### Records supplied
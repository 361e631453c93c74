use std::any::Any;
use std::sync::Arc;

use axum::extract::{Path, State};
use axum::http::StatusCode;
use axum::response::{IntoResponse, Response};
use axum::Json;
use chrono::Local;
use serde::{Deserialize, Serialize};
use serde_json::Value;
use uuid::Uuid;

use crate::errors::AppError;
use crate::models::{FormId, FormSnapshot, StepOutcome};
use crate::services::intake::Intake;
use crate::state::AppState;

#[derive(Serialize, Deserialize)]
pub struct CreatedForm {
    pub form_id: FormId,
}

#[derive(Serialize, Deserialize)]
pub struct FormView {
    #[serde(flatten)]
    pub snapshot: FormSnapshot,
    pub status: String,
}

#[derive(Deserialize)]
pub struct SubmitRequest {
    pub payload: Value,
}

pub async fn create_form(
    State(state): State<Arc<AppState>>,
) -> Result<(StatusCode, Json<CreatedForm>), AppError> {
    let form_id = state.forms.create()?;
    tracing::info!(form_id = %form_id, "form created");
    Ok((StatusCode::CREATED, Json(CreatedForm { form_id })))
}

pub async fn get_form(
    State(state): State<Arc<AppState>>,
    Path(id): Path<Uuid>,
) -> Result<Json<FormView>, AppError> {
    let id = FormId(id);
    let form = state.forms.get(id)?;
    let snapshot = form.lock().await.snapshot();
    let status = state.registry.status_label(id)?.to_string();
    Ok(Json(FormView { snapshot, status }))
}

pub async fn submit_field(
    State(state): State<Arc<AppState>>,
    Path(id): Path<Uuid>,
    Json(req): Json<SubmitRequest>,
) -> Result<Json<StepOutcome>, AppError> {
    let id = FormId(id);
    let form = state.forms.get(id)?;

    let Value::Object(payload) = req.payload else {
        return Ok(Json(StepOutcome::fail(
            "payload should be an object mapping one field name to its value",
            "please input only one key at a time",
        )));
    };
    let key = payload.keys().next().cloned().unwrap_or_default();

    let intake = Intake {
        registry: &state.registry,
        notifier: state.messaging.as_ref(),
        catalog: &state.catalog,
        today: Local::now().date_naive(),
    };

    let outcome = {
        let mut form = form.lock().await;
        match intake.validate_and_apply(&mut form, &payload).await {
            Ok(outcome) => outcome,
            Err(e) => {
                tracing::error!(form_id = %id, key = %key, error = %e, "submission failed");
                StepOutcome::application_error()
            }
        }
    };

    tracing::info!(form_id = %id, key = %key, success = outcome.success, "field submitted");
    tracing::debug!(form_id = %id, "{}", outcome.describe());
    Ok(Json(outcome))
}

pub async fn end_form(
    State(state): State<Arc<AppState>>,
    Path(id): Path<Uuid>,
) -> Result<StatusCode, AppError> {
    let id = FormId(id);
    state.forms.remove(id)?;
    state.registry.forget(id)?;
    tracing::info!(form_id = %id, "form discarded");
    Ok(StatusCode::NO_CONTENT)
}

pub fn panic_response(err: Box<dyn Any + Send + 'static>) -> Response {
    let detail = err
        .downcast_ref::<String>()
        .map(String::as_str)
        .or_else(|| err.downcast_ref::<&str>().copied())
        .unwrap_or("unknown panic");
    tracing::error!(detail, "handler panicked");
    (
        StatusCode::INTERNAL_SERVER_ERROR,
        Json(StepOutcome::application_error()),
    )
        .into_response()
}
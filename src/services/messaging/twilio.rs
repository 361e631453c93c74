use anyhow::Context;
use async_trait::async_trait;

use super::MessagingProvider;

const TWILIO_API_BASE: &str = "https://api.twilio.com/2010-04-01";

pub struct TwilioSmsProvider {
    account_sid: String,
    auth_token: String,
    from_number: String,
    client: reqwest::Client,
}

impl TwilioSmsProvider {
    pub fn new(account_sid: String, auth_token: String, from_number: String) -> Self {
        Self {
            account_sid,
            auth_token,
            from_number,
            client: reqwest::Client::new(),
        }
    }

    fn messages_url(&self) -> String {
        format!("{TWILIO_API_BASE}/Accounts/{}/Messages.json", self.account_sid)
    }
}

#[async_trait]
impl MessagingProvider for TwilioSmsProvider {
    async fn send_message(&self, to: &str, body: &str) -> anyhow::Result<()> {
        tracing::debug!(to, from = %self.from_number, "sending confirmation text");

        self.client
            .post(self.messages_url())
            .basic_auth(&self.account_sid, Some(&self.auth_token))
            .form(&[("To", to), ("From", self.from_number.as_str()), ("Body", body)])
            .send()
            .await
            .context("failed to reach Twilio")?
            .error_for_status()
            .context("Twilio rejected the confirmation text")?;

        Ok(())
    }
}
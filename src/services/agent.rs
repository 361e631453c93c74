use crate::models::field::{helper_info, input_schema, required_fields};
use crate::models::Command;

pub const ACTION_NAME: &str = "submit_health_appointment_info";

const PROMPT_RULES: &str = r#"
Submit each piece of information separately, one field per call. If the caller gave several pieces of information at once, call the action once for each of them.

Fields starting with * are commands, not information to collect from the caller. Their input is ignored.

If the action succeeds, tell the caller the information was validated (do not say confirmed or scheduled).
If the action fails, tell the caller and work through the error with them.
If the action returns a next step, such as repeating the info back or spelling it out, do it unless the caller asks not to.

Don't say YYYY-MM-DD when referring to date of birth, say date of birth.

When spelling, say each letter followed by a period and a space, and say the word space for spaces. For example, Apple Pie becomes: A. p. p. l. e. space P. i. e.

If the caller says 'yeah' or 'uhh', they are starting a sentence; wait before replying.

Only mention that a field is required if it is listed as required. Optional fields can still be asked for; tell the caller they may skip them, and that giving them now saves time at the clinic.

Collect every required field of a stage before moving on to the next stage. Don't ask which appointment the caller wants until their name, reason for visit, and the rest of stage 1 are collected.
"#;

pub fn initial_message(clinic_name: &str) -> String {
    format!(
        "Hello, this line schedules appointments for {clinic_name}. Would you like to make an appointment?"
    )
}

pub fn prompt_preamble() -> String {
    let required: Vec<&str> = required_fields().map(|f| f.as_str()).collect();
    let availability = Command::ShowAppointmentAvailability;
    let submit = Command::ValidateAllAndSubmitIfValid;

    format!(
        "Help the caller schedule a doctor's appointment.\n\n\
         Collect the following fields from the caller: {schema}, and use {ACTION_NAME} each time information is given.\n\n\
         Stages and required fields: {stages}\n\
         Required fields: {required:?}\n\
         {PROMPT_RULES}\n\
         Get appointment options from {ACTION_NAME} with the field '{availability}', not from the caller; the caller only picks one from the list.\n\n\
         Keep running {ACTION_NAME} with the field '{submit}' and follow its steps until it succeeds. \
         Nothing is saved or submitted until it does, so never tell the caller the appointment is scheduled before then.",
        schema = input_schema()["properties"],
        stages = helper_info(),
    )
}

### What is required
When transcribing the data, keep every line exactly as it is.

### Output for this task
repository 361e631453c93c74
use std::any::Any;
use std::sync::Arc;

use axum::extract::{Path, State};
use axum::http::StatusCode;
use axum::response::{IntoResponse, Response};
use axum::Json;
use chrono::Local;
use serde::{Deserialize, Serialize};
use serde_json::Value;
use uuid::Uuid;

use crate::errors::AppError;
use crate::models::{FormId, FormSnapshot, StepOutcome};
use crate::services::intake::Intake;
use crate::state::AppState;

#[derive(Serialize, Deserialize)]
pub struct CreatedForm {
    pub form_id: FormId,
}

#[derive(Serialize, Deserialize)]
pub struct FormView {
    #[serde(flatten)]
    pub snapshot: FormSnapshot,
    pub status: String,
}

#[derive(Deserialize)]
pub struct SubmitRequest {
    pub payload: Value,
}

pub async fn create_form(
    State(state): State<Arc<AppState>>,
) -> Result<(StatusCode, Json<CreatedForm>), AppError> {
    let form_id = state.forms.create()?;
    tracing::info!(form_id = %form_id, "form created");
    Ok((StatusCode::CREATED, Json(CreatedForm { form_id })))
}

pub async fn get_form(
    State(state): State<Arc<AppState>>,
    Path(id): Path<Uuid>,
) -> Result<Json<FormView>, AppError> {
    let id = FormId(id);
    let form = state.forms.get(id)?;
    let snapshot = form.lock().await.snapshot();
    let status = state.registry.status_label(id)?.to_string();
    Ok(Json(FormView { snapshot, status }))
}

pub async fn submit_field(
    State(state): State<Arc<AppState>>,
    Path(id): Path<Uuid>,
    Json(req): Json<SubmitRequest>,
) -> Result<Json<StepOutcome>, AppError> {
    let id = FormId(id);
    let form = state.forms.get(id)?;

    let Value::Object(payload) = req.payload else {
        return Ok(Json(StepOutcome::fail(
            "payload should be an object mapping one field name to its value",
            "please input only one key at a time",
        )));
    };
    let key = payload.keys().next().cloned().unwrap_or_default();

    let intake = Intake {
        registry: &state.registry,
        notifier: state.messaging.as_ref(),
        catalog: &state.catalog,
        today: Local::now().date_naive(),
    };

    let outcome = {
        let mut form = form.lock().await;
        match intake.validate_and_apply(&mut form, &payload).await {
            Ok(outcome) => outcome,
            Err(e) => {
                tracing::error!(form_id = %id, key = %key, error = %e, "submission failed");
                StepOutcome::application_error()
            }
        }
    };

    tracing::info!(form_id = %id, key = %key, success = outcome.success, "field submitted");
    tracing::debug!(form_id = %id, "{}", outcome.describe());
    Ok(Json(outcome))
}

pub async fn end_form(
    State(state): State<Arc<AppState>>,
    Path(id): Path<Uuid>,
) -> Result<StatusCode, AppError> {
    let id = FormId(id);
    state.forms.remove(id)?;
    state.registry.forget(id)?;
    tracing::info!(form_id = %id, "form discarded");
    Ok(StatusCode::NO_CONTENT)
}

pub fn panic_response(err: Box<dyn Any + Send + 'static>) -> Response {
    let detail = err
        .downcast_ref::<String>()
        .map(String::as_str)
        .or_else(|| err.downcast_ref::<&str>().copied())
        .unwrap_or("unknown panic");
    tracing::error!(detail, "handler panicked");
    (
        StatusCode::INTERNAL_SERVER_ERROR,
        Json(StepOutcome::application_error()),
    )
        .into_response()
}
filename src/services/messaging/twilio.rs
repository 361e631453c93c74
use anyhow::Context;
use async_trait::async_trait;

use super::MessagingProvider;

const TWILIO_API_BASE: &str = "https://api.twilio.com/2010-04-01";

pub struct TwilioSmsProvider {
    account_sid: String,
    auth_token: String,
    from_number: String,
    client: reqwest::Client,
}

impl TwilioSmsProvider {
    pub fn new(account_sid: String, auth_token: String, from_number: String) -> Self {
        Self {
            account_sid,
            auth_token,
            from_number,
            client: reqwest::Client::new(),
        }
    }

    fn messages_url(&self) -> String {
        format!("{TWILIO_API_BASE}/Accounts/{}/Messages.json", self.account_sid)
    }
}

#[async_trait]
impl MessagingProvider for TwilioSmsProvider {
    async fn send_message(&self, to: &str, body: &str) -> anyhow::Result<()> {
        tracing::debug!(to, from = %self.from_number, "sending confirmation text");

        self.client
            .post(self.messages_url())
            .basic_auth(&self.account_sid, Some(&self.auth_token))
            .form(&[("To", to), ("From", self.from_number.as_str()), ("Body", body)])
            .send()
            .await
            .context("failed to reach Twilio")?
            .error_for_status()
            .context("Twilio rejected the confirmation text")?;

        Ok(())
    }
}
filename src/services/agent.rs
repository 361e631453c93c74
use crate::models::field::{helper_info, input_schema, required_fields};
use crate::models::Command;

pub const ACTION_NAME: &str = "submit_health_appointment_info";

const PROMPT_RULES: &str = r#"
Submit each piece of information separately, one field per call. If the caller gave several pieces of information at once, call the action once for each of them.

Fields starting with * are commands, not information to collect from the caller. Their input is ignored.

If the action succeeds, tell the caller the information was validated (do not say confirmed or scheduled).
If the action fails, tell the caller and work through the error with them.
If the action returns a next step, such as repeating the info back or spelling it out, do it unless the caller asks not to.

Don't say YYYY-MM-DD when referring to date of birth, say date of birth.

When spelling, say each letter followed by a period and a space, and say the word space for spaces. For example, Apple Pie becomes: A. p. p. l. e. space P. i. e.

If the caller says 'yeah' or 'uhh', they are starting a sentence; wait before replying.

Only mention that a field is required if it is listed as required. Optional fields can still be asked for; tell the caller they may skip them, and that giving them now saves time at the clinic.

Collect every required field of a stage before moving on to the next stage. Don't ask which appointment the caller wants until their name, reason for visit, and the rest of stage 1 are collected.
"#;

pub fn initial_message(clinic_name: &str) -> String {
    format!(
        "Hello, this line schedules appointments for {clinic_name}. Would you like to make an appointment?"
    )
}

pub fn prompt_preamble() -> String {
    let required: Vec<&str> = required_fields().map(|f| f.as_str()).collect();
    let availability = Command::ShowAppointmentAvailability;
    let submit = Command::ValidateAllAndSubmitIfValid;

    format!(
        "Help the caller schedule a doctor's appointment.\n\n\
         Collect the following fields from the caller: {schema}, and use {ACTION_NAME} each time information is given.\n\n\
         Stages and required fields: {stages}\n\
         Required fields: {required:?}\n\
         {PROMPT_RULES}\n\
         Get appointment options from {ACTION_NAME} with the field '{availability}', not from the caller; the caller only picks one from the list.\n\n\
         Keep running {ACTION_NAME} with the field '{submit}' and follow its steps until it succeeds. \
         Nothing is saved or submitted until it does, so never tell the caller the appointment is scheduled before then.",
        schema = input_schema()["properties"],
        stages = helper_info(),
    )
}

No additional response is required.